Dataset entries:
%%

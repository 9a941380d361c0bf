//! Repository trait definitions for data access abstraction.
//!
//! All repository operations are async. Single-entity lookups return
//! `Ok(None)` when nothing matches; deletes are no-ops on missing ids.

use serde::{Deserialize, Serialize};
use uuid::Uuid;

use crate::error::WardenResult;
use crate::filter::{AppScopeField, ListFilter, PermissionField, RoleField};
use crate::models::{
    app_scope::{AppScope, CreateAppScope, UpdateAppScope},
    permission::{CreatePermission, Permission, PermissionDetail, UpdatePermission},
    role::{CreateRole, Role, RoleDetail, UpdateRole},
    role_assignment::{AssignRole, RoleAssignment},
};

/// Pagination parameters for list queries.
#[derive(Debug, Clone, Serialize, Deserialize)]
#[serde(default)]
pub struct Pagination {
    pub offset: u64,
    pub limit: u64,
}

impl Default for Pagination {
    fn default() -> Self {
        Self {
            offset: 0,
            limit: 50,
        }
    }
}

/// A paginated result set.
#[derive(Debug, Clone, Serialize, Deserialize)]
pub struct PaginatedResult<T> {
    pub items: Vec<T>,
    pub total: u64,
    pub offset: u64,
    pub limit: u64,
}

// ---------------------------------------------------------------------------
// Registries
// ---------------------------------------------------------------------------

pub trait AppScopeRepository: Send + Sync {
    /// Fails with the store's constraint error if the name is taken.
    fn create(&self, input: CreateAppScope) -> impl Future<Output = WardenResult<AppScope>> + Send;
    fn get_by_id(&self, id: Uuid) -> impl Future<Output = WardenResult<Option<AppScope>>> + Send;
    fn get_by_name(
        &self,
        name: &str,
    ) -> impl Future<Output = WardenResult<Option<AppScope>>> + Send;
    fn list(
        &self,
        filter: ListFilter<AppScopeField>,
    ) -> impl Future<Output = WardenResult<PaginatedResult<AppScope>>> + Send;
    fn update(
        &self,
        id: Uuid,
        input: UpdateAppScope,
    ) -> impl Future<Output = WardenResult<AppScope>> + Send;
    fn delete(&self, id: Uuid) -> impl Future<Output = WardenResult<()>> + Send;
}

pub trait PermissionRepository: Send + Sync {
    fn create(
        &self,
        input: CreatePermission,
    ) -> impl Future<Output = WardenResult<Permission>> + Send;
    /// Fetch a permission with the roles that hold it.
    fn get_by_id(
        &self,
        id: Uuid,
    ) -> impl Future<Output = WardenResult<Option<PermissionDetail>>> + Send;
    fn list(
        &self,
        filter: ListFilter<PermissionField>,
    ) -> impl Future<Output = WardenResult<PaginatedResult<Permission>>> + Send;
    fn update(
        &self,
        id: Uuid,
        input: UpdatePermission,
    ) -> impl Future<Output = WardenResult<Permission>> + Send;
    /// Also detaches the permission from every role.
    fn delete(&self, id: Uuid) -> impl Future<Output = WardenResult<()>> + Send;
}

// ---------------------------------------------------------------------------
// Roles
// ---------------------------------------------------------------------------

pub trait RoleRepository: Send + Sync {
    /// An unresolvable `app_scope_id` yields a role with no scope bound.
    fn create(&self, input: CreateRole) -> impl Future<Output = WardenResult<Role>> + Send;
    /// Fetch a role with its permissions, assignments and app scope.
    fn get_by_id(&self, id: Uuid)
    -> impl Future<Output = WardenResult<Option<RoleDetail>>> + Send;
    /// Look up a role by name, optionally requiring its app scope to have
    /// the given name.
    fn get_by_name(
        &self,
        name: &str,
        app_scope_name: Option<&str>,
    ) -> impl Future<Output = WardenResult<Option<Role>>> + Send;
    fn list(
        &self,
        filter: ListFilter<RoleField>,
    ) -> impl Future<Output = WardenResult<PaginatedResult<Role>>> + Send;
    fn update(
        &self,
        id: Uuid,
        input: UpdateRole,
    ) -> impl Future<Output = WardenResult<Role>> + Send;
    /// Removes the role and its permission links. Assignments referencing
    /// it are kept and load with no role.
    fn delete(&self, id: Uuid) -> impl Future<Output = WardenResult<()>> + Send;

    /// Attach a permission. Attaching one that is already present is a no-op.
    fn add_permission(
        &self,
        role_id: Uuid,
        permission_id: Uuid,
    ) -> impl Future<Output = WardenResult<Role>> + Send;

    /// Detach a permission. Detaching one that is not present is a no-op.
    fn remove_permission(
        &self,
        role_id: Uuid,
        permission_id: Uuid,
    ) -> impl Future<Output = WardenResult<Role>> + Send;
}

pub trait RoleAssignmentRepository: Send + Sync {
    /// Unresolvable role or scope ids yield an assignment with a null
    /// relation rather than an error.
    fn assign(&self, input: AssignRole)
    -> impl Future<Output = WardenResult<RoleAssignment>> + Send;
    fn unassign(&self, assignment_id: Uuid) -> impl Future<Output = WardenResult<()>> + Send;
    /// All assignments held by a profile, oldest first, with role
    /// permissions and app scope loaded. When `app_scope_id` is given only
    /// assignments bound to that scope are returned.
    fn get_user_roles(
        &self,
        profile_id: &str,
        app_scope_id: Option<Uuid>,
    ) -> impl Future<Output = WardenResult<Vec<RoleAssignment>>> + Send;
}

%%

--- REQUIRED ACTION ---
Looking at the entries above, how many lines contain "CreatePermission"? State the number and nothing more.

--- EXERCISE RESPONSE ---
2